When a collection has a lot of suiting, sharp silhouettes and tweedy fabrics we say it’s menswear inspired. Details like silk, ruffles or exaggerations of the modern idealization of the female shape are called feminine. But as gender norms are beginning to be challenged more in society, it makes sense that fashion – one of the most obvious indicators of cultural norms – is displaying a progressive interpretation of gender presentation. Basically that like feminine and masculine traits, and indeed like gender itself for some, gender presentation is fluid.
We saw this new “gender neutral” dressing on runways like Public School, Baja East, The Row, and, the most mainstream of all, DKNY. DKNY had “real people” mixed in with models on their runway and also featured more menswear looks than ever before. It seemed to follow that the line between menswear and womenswear was a bit blurred. Most notably many, many designers showed pants with such wide legs and cut in such a way that it was difficult to ascertain if they were pants or skirts. (I wish I was tall enough to pull these off!) This was intentional, aesthetically, but also speaks to an idea that we don’t have to label a look masculine or feminine. Fashion can be less defined by the immediate recognition of a male or female form.

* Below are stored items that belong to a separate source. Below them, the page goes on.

use std::path::{Path, PathBuf};
use std::sync::Arc;

use tokio::task;

use crate::error::{GridError, GridResult};
use crate::grid::engine::InferenceEngine;
use crate::grid::features::{load_features, looks_like_path};
use crate::grid::scanner::{ScanOutcome, Scanner};

/// 批量运行中一个输入的结果
#[derive(Debug)]
pub struct BatchItem {
    pub input: String,
    /// 该输入的文本诊断输出
    pub report: String,
    pub result: GridResult<ScanOutcome>,
}

/// 批量运行器
///
/// 每个输入在 tokio 的阻塞线程池上独立运行：各自创建引擎、缓冲区和输出文件，
/// 彼此之间不共享可变状态，一个输入失败不影响其他输入。
pub struct Gridsight<F> {
    scanner: Arc<Scanner>,
    factory: Arc<F>,
    output_dir: PathBuf,
}

impl<F> Gridsight<F> {
    /// # 参数
    /// * `scanner` - 共享的流水线设置
    /// * `factory` - 为每个输入创建一个新的推理引擎
    /// * `output_dir` - 调试位图输出目录，文件名由输入文件名和序号组成
    pub fn new(scanner: Scanner, factory: F, output_dir: impl Into<PathBuf>) -> Self {
        Self {
            scanner: Arc::new(scanner),
            factory: Arc::new(factory),
            output_dir: output_dir.into(),
        }
    }

    /// 并行处理所有输入
    ///
    /// # 返回值
    /// 每个输入恰好一个结果，按输入顺序排列。任务异常退出时，该输入的结果为 `Inference` 错误。
    pub async fn scan_all<E>(&self, inputs: Vec<String>) -> Vec<BatchItem>
    where
        F: Fn() -> GridResult<E> + Send + Sync + 'static,
        E: InferenceEngine + 'static,
    {
        let mut handles = Vec::with_capacity(inputs.len());
        for (index, input) in inputs.into_iter().enumerate() {
            let scanner = Arc::clone(&self.scanner);
            let factory = Arc::clone(&self.factory);
            let output_path = self.output_dir.join(output_name(&input, index));
            let task_input = input.clone();

            let handle = task::spawn_blocking(move || {
                let mut report = Vec::new();
                let result = load_features(&task_input).and_then(|features| {
                    let mut engine = (*factory)()?;
                    scanner.run_to(&mut engine, &features, &output_path, &mut report)
                });
                let report = String::from_utf8_lossy(&report).into_owned();
                BatchItem { input: task_input, report, result }
            });
            handles.push((input, handle));
        }

        let mut items = Vec::with_capacity(handles.len());
        for (input, handle) in handles {
            let item = match handle.await {
                Ok(item) => item,
                Err(e) => {
                    log::error!("批量任务异常退出 ({}): {}", input, e);
                    BatchItem {
                        input,
                        report: String::new(),
                        result: Err(GridError::Inference(format!("任务异常退出: {}", e))),
                    }
                }
            };
            items.push(item);
        }
        items
    }
}

/// 输出文件名总是以输入序号结尾，同名输入文件不会互相覆盖
fn output_name(input: &str, index: usize) -> String {
    let stem = looks_like_path(input)
        .then(|| Path::new(input).file_stem())
        .flatten()
        .map(|s| s.to_string_lossy().into_owned());
    match stem {
        Some(stem) => format!("{}-{}.bmp", stem, index),
        None => format!("input-{}.bmp", index),
    }
}

#[cfg(test)]
mod tests {
    use super::*;
    use std::sync::atomic::{AtomicUsize, Ordering};

    use crate::grid::decode::{GridDecoder, GridVariant};
    use crate::grid::engine::ReplayEngine;
    use crate::grid::tensor::Tensor;

    fn replay() -> GridResult<ReplayEngine> {
        let mut scores = vec![0.0; 2 * 2 * 2];
        scores[1] = 0.8;
        Ok(ReplayEngine::new(
            Tensor::zeros(&[1, 16, 16, 1], None),
            Tensor::float(&[1, 2, 2, 2], scores)?,
        ))
    }

    fn scanner() -> Scanner {
        Scanner::new(256, GridDecoder::new(GridVariant::Binary))
    }

    #[test]
    fn output_names() {
        assert_eq!(output_name("data/frame_01.txt", 0), "frame_01-0.bmp");
        assert_eq!(output_name("0, 1, 2", 3), "input-3.bmp");
        assert_ne!(output_name("a/f.txt", 0), output_name("b/f.txt", 1));
        assert_ne!(output_name("input-1.txt", 0), output_name("0, 1", 1));
    }

    #[tokio::test]
    async fn each_input_runs_in_isolation() {
        let dir = tempfile::tempdir().unwrap();
        let good = vec!["0.25"; 256].join(", ");
        let short = vec!["0.25"; 10].join(", ");
        let runner = Gridsight::new(scanner(), replay, dir.path());

        let items = runner.scan_all(vec![good.clone(), short, good]).await;
        assert_eq!(items.len(), 3);
        assert!(items[0].result.is_ok());
        assert!(matches!(items[1].result, Err(GridError::SizeMismatch { actual: 10, .. })));
        assert!(items[2].result.is_ok());
        assert!(dir.path().join("input-0.bmp").exists());
        assert!(!dir.path().join("input-1.bmp").exists());
        assert!(dir.path().join("input-2.bmp").exists());
        assert!(items[0].report.contains("Found 1 cube(s):"));
    }

    #[tokio::test]
    async fn inputs_with_the_same_file_name_keep_separate_bitmaps() {
        let data = tempfile::tempdir().unwrap();
        let out = tempfile::tempdir().unwrap();
        let features = vec!["0.5"; 256].join(", ");
        let mut inputs = Vec::new();
        for sub in ["a", "b"] {
            let sub_dir = data.path().join(sub);
            std::fs::create_dir(&sub_dir).unwrap();
            let path = sub_dir.join("f.txt");
            std::fs::write(&path, &features).unwrap();
            inputs.push(path.to_str().unwrap().to_string());
        }

        let runner = Gridsight::new(scanner(), replay, out.path());
        let items = runner.scan_all(inputs).await;

        let paths: Vec<PathBuf> = items
            .iter()
            .map(|item| item.result.as_ref().unwrap().output_path.clone())
            .collect();
        assert_ne!(paths[0], paths[1]);
        assert!(paths.iter().all(|p| p.exists()));
        assert_eq!(std::fs::read_dir(out.path()).unwrap().count(), 2);
    }

    #[tokio::test]
    async fn panicking_task_is_reported_as_failure() {
        let dir = tempfile::tempdir().unwrap();
        let calls = AtomicUsize::new(0);
        let factory = move || {
            if calls.fetch_add(1, Ordering::SeqCst) == 1 {
                panic!("engine construction failed");
            }
            replay()
        };
        let good = vec!["0.25"; 256].join(", ");
        let runner = Gridsight::new(scanner(), factory, dir.path());

        let items = runner.scan_all(vec![good.clone(), good.clone(), good]).await;
        assert_eq!(items.len(), 3);
        assert_eq!(items.iter().filter(|item| item.result.is_err()).count(), 1);
        assert!(items.iter().any(|item| matches!(item.result, Err(GridError::Inference(_)))));
    }
}
use crate::config::GRID_SCALE;

/// 检测目标的类别标记
#[derive(Debug, Clone, Copy, PartialEq, Eq, Hash)]
pub enum CubeClass {
    /// 三通道模型的通道 1
    ClassA,
    /// 三通道模型的通道 2
    ClassB,
    /// 二通道模型的单一目标类别（无标记）
    Object,
}

impl CubeClass {
    /// 调试位图中该类别方块的填充颜色（0xRRGGBB）
    pub fn color(self) -> u32 {
        match self {
            CubeClass::ClassA | CubeClass::Object => 0xFF0000,
            CubeClass::ClassB => 0x00FF00,
        }
    }

    pub fn label(self) -> &'static str {
        match self {
            CubeClass::ClassA => "class-a",
            CubeClass::ClassB => "class-b",
            CubeClass::Object => "object",
        }
    }
}

/// 网格上的一个检测结果
///
/// 只记录网格坐标，每个网格单元对应原图中 8x8 像素的区域。
#[derive(Debug, Clone, Copy, PartialEq)]
pub struct Cube {
    pub row: usize,
    pub col: usize,
    pub confidence: f32,
    pub class: CubeClass,
}

impl Cube {
    pub fn new(row: usize, col: usize, confidence: f32, class: CubeClass) -> Self {
        Self { row, col, confidence, class }
    }

    /// 方块左上角在原图中的 x 坐标
    pub fn x(&self) -> usize {
        self.col * GRID_SCALE
    }

    /// 方块左上角在原图中的 y 坐标
    pub fn y(&self) -> usize {
        self.row * GRID_SCALE
    }

    /// 两个网格单元之间的切比雪夫距离
    pub fn chebyshev_distance(&self, other: &Cube) -> usize {
        self.row.abs_diff(other.row).max(self.col.abs_diff(other.col))
    }

    /// 是否与另一个结果相邻（包括对角线和同一单元）
    pub fn is_adjacent(&self, other: &Cube) -> bool {
        self.chebyshev_distance(other) <= 1
    }
}

#[cfg(test)]
mod tests {
    use super::*;

    #[test]
    fn adjacency_uses_chebyshev_distance() {
        let center = Cube::new(5, 5, 0.9, CubeClass::Object);
        assert!(center.is_adjacent(&Cube::new(4, 6, 0.4, CubeClass::Object)));
        assert!(center.is_adjacent(&Cube::new(6, 6, 0.4, CubeClass::Object)));
        assert!(!center.is_adjacent(&Cube::new(7, 5, 0.4, CubeClass::Object)));
        assert_eq!(center.chebyshev_distance(&Cube::new(2, 4, 0.1, CubeClass::Object)), 3);
    }

    #[test]
    fn pixel_origin_is_scaled_grid_position() {
        let cube = Cube::new(2, 3, 0.7, CubeClass::ClassB);
        assert_eq!((cube.x(), cube.y()), (24, 16));
    }
}
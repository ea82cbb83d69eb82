//! Line-oriented command scripts driving a [`Sheet`].
//!
//! Each line is one command:
//!
//! ```text
//! set A1 10
//! set B1 =A1 * 2
//! get B1
//! print values
//! ```
//!
//! Blank lines and lines starting with `#` are skipped. A failing line is
//! reported and the script carries on with the next one.

use cellgraph_core::{Position, Sheet};
use regex::Regex;
use std::io::{self, BufRead, Write};
use std::sync::OnceLock;

use crate::error::{CliError, Result};

#[derive(Clone, Debug, PartialEq)]
pub enum Command {
    Set(Position, String),
    Clear(Position),
    Get(Position),
    Text(Position),
    Refs(Position),
    PrintValues,
    PrintTexts,
}

fn command_re() -> &'static Regex {
    static RE: OnceLock<Regex> = OnceLock::new();
    RE.get_or_init(|| {
        Regex::new(r"^(?<name>\S+)(?:[ \t]+(?<arg>\S+))?(?:[ \t](?<rest>.*))?$").unwrap()
    })
}

/// Parse one script line. Returns `Ok(None)` for blank lines and comments.
pub fn parse_command(line: &str) -> std::result::Result<Option<Command>, String> {
    let line = line.trim_start();
    if line.trim_end().is_empty() || line.starts_with('#') {
        return Ok(None);
    }

    let caps = command_re()
        .captures(line)
        .ok_or_else(|| format!("Malformed command: {}", line.trim_end()))?;
    let name = &caps["name"];
    let arg = caps.name("arg").map(|m| m.as_str());
    let rest = caps.name("rest").map(|m| m.as_str());

    let cell = || -> std::result::Result<Position, String> {
        arg.ok_or_else(|| format!("{} requires a cell reference", name))?
            .parse::<Position>()
    };
    let no_rest = |command: Command| match rest.map(str::trim) {
        Some(extra) if !extra.is_empty() => Err(format!("Unexpected argument: {}", extra)),
        _ => Ok(Some(command)),
    };

    match name {
        "set" => Ok(Some(Command::Set(cell()?, rest.unwrap_or("").to_string()))),
        "clear" => no_rest(Command::Clear(cell()?)),
        "get" => no_rest(Command::Get(cell()?)),
        "text" => no_rest(Command::Text(cell()?)),
        "refs" => no_rest(Command::Refs(cell()?)),
        "print" => match arg {
            Some("values") => no_rest(Command::PrintValues),
            Some("texts") => no_rest(Command::PrintTexts),
            Some(other) => Err(format!("Unknown print target: {}", other)),
            None => Err("print requires 'values' or 'texts'".to_string()),
        },
        other => Err(format!("Unknown command: {}", other)),
    }
}

/// Runs commands against a sheet, counting the lines that failed.
pub struct Runner {
    sheet: Sheet,
    failures: usize,
}

impl Runner {
    pub fn new(sheet: Sheet) -> Self {
        Runner { sheet, failures: 0 }
    }

    pub fn sheet(&self) -> &Sheet {
        &self.sheet
    }

    pub fn failures(&self) -> usize {
        self.failures
    }

    /// Execute a single line, writing any output to `out`.
    pub fn run_line(&mut self, line_no: usize, line: &str, out: &mut impl Write) -> Result<()> {
        let command = parse_command(line).map_err(|message| CliError::Parse {
            line: line_no,
            message,
        })?;
        let Some(command) = command else {
            return Ok(());
        };

        let sheet_err = |source| CliError::Sheet {
            line: line_no,
            source,
        };

        match command {
            Command::Set(pos, text) => self.sheet.set_cell(pos, &text).map_err(sheet_err)?,
            Command::Clear(pos) => self.sheet.clear_cell(pos).map_err(sheet_err)?,
            Command::Get(pos) => {
                let value = self.sheet.value(pos).map_err(sheet_err)?;
                writeln!(out, "{}", value)?;
            }
            Command::Text(pos) => {
                let text = self.sheet.text(pos).map_err(sheet_err)?;
                writeln!(out, "{}", text)?;
            }
            Command::Refs(pos) => {
                let refs = self.sheet.referenced_cells(pos).map_err(sheet_err)?;
                let names: Vec<String> = refs.iter().map(Position::to_string).collect();
                writeln!(out, "{}", names.join(" "))?;
            }
            Command::PrintValues => self.sheet.print_values(out)?,
            Command::PrintTexts => self.sheet.print_texts(out)?,
        }
        Ok(())
    }

    /// Execute every line of `input`. Command failures go to `err`; only I/O
    /// failures on the streams themselves abort the run.
    pub fn run_script(
        &mut self,
        input: impl BufRead,
        out: &mut impl Write,
        err: &mut impl Write,
    ) -> io::Result<()> {
        for (idx, line) in input.lines().enumerate() {
            let line = line?;
            self.run_lines_entry(idx + 1, line.trim_end_matches('\r'), out, err)?;
        }
        out.flush()
    }

    /// Execute commands given one per item, numbered from 1.
    pub fn run_commands(
        &mut self,
        commands: &[String],
        out: &mut impl Write,
        err: &mut impl Write,
    ) -> io::Result<()> {
        for (idx, line) in commands.iter().enumerate() {
            self.run_lines_entry(idx + 1, line, out, err)?;
        }
        out.flush()
    }

    fn run_lines_entry(
        &mut self,
        line_no: usize,
        line: &str,
        out: &mut impl Write,
        err: &mut impl Write,
    ) -> io::Result<()> {
        match self.run_line(line_no, line, out) {
            Ok(()) => Ok(()),
            Err(CliError::Io(e)) => Err(e),
            Err(e) => {
                self.failures += 1;
                writeln!(err, "{}", e)
            }
        }
    }
}
use serde::Deserialize;

/// Resource limits applied to the Rhai engine that evaluates formulas.
#[derive(Clone, Debug, PartialEq, Eq, Deserialize)]
#[serde(default, deny_unknown_fields)]
pub struct FormulaConfig {
    /// Maximum nesting depth of a formula expression.
    pub max_expr_depth: usize,
    /// Maximum number of operations a single evaluation may perform (0 = unlimited).
    pub max_operations: u64,
    /// Maximum length of any string produced during evaluation (0 = unlimited).
    pub max_string_size: usize,
}

impl Default for FormulaConfig {
    fn default() -> Self {
        FormulaConfig {
            max_expr_depth: 64,
            max_operations: 100_000,
            max_string_size: 65_536,
        }
    }
}
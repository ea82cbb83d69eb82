//! cellgraph - Run spreadsheet command scripts against a live cell graph

mod config;
mod error;
mod script;

use anyhow::Context;
use cellgraph_core::{FormulaEngine, Sheet};
use std::env;
use std::fs::File;
use std::io::{self, BufReader};
use std::path::PathBuf;

use script::Runner;

fn print_usage() {
    eprintln!("Usage: cellgraph [OPTIONS] [FILE]");
    eprintln!();
    eprintln!("Arguments:");
    eprintln!("  [FILE]                    Command script to run (default: stdin)");
    eprintln!();
    eprintln!("Options:");
    eprintln!("  -c, --command <LINE>      Run a single command (can be repeated)");
    eprintln!("  --config <path>           Load settings from TOML file");
    eprintln!("  -v, --verbose             Enable debug logging");
    eprintln!("  -h, --help                Print help");
    eprintln!();
    eprintln!("Commands:");
    eprintln!("  set <CELL> <TEXT>         Set cell contents (=formula, 'escaped text)");
    eprintln!("  clear <CELL>              Clear a cell");
    eprintln!("  get <CELL>                Print the cell value");
    eprintln!("  text <CELL>               Print the cell text");
    eprintln!("  refs <CELL>               Print cells referenced by a formula");
    eprintln!("  print values|texts        Print the sheet");
}

fn init_logging(verbose: bool) {
    let filter = if verbose {
        tracing_subscriber::EnvFilter::from_default_env()
            .add_directive(tracing::Level::DEBUG.into())
    } else {
        tracing_subscriber::EnvFilter::from_default_env().add_directive(tracing::Level::WARN.into())
    };

    tracing_subscriber::fmt()
        .with_env_filter(filter)
        .with_target(false)
        .with_writer(io::stderr)
        .init();
}

fn main() -> anyhow::Result<()> {
    let args: Vec<String> = env::args().collect();

    let mut file_path: Option<PathBuf> = None;
    let mut commands: Vec<String> = Vec::new();
    let mut config_file: Option<PathBuf> = None;
    let mut verbose = false;

    let mut i = 1;
    while i < args.len() {
        match args[i].as_str() {
            "-h" | "--help" => {
                print_usage();
                return Ok(());
            }
            "-c" | "--command" => {
                i += 1;
                if i >= args.len() {
                    eprintln!("Error: --command requires a value");
                    std::process::exit(1);
                }
                commands.push(args[i].to_string());
            }
            "--config" => {
                i += 1;
                if i >= args.len() {
                    eprintln!("Error: --config requires a file path");
                    std::process::exit(1);
                }
                config_file = Some(PathBuf::from(&args[i]));
            }
            "-v" | "--verbose" => verbose = true,
            arg if arg.starts_with('-') => {
                eprintln!("Error: Unknown option: {}", arg);
                print_usage();
                std::process::exit(1);
            }
            _ => {
                if file_path.is_none() {
                    file_path = Some(PathBuf::from(&args[i]));
                } else {
                    eprintln!("Error: Unexpected argument: {}", args[i]);
                    print_usage();
                    std::process::exit(1);
                }
            }
        }
        i += 1;
    }

    init_logging(verbose);

    let (config, warnings) = config::load_config(config_file.as_ref());
    for warning in warnings {
        eprintln!("Warning: {}", warning);
    }

    let sheet = Sheet::with_engine(FormulaEngine::with_config(&config.formula));
    let mut runner = Runner::new(sheet);

    let stdout = io::stdout();
    let stderr = io::stderr();
    let mut out = stdout.lock();
    let mut err = stderr.lock();

    if !commands.is_empty() {
        runner
            .run_commands(&commands, &mut out, &mut err)
            .context("failed to write output")?;
    } else if let Some(path) = file_path {
        let file = File::open(&path)
            .with_context(|| format!("failed to open {}", path.display()))?;
        runner
            .run_script(BufReader::new(file), &mut out, &mut err)
            .with_context(|| format!("failed to run {}", path.display()))?;
    } else {
        runner
            .run_script(io::stdin().lock(), &mut out, &mut err)
            .context("failed to run script from stdin")?;
    }

    tracing::debug!(
        cells = runner.sheet().cell_count(),
        failures = runner.failures(),
        "script finished"
    );
    if runner.failures() > 0 {
        std::process::exit(1);
    }
    Ok(())
}
//! Observable cell results.

use std::fmt;

use super::format::format_number;

/// A formula evaluation error. These are values, not failures: they are
/// cached and read by dependent formulas like any other result.
#[derive(Clone, Copy, Debug, Hash, Eq, PartialEq)]
pub enum EvalError {
    /// Reference to a position outside the sheet.
    Ref,
    /// Operand of the wrong kind (e.g. non-numeric text in arithmetic).
    Value,
    /// Division by zero or another non-finite arithmetic result.
    Div0,
}

impl EvalError {
    pub fn as_str(&self) -> &'static str {
        match self {
            EvalError::Ref => "#REF!",
            EvalError::Value => "#VALUE!",
            EvalError::Div0 => "#DIV/0!",
        }
    }
}

impl fmt::Display for EvalError {
    fn fmt(&self, f: &mut fmt::Formatter<'_>) -> fmt::Result {
        f.write_str(self.as_str())
    }
}

/// The result of a cell: text, a number or an evaluation error.
#[derive(Clone, Debug, PartialEq)]
pub enum Value {
    Text(String),
    Number(f64),
    Error(EvalError),
}

impl Value {
    pub fn empty() -> Value {
        Value::Text(String::new())
    }

    pub fn as_number(&self) -> Option<f64> {
        match self {
            Value::Number(n) => Some(*n),
            _ => None,
        }
    }

    pub fn as_text(&self) -> Option<&str> {
        match self {
            Value::Text(s) => Some(s),
            _ => None,
        }
    }

    pub fn as_error(&self) -> Option<EvalError> {
        match self {
            Value::Error(e) => Some(*e),
            _ => None,
        }
    }
}

impl Default for Value {
    fn default() -> Self {
        Value::empty()
    }
}

impl From<f64> for Value {
    fn from(n: f64) -> Self {
        Value::Number(n)
    }
}

impl From<String> for Value {
    fn from(s: String) -> Self {
        Value::Text(s)
    }
}

impl From<&str> for Value {
    fn from(s: &str) -> Self {
        Value::Text(s.to_string())
    }
}

impl From<EvalError> for Value {
    fn from(e: EvalError) -> Self {
        Value::Error(e)
    }
}

impl fmt::Display for Value {
    fn fmt(&self, f: &mut fmt::Formatter<'_>) -> fmt::Result {
        match self {
            Value::Text(s) => f.write_str(s),
            Value::Number(n) => f.write_str(&format_number(*n)),
            Value::Error(e) => write!(f, "{}", e),
        }
    }
}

At Baja East male and female models switched clothing items mid-presentation, perhaps the most in-your-face display of how one item can work for both genders without cutting it differently. At Public School men and women walked the runway in essentially the same looks. It’s always been considered chic for a woman to fashionably pull off a man’s shirt or jeans, but we have to call them something culturally safe like “boyfriend jeans” to make it acceptable. For men it’s more difficult, Kanye couldn’t wear a Rick Owens kilt without a lot of backlash. But perhaps the idea that is becoming prevalent with children’s toy consumers – that we should stop shopping on one side of the aisle depending on whether we’re shopping for a boy or a girl – is making its way to the clothing department.
If you take a notion to explore this trend in your own wardrobe, it would certainly be easy to find the appropriate looks within the confines of your own gender-specific clothing department. But perhaps take a browse through the opposite gender’s department. You might find not only inspiration and some pieces none of your friends will be interpreting in the same way, but a new way to shop and dress.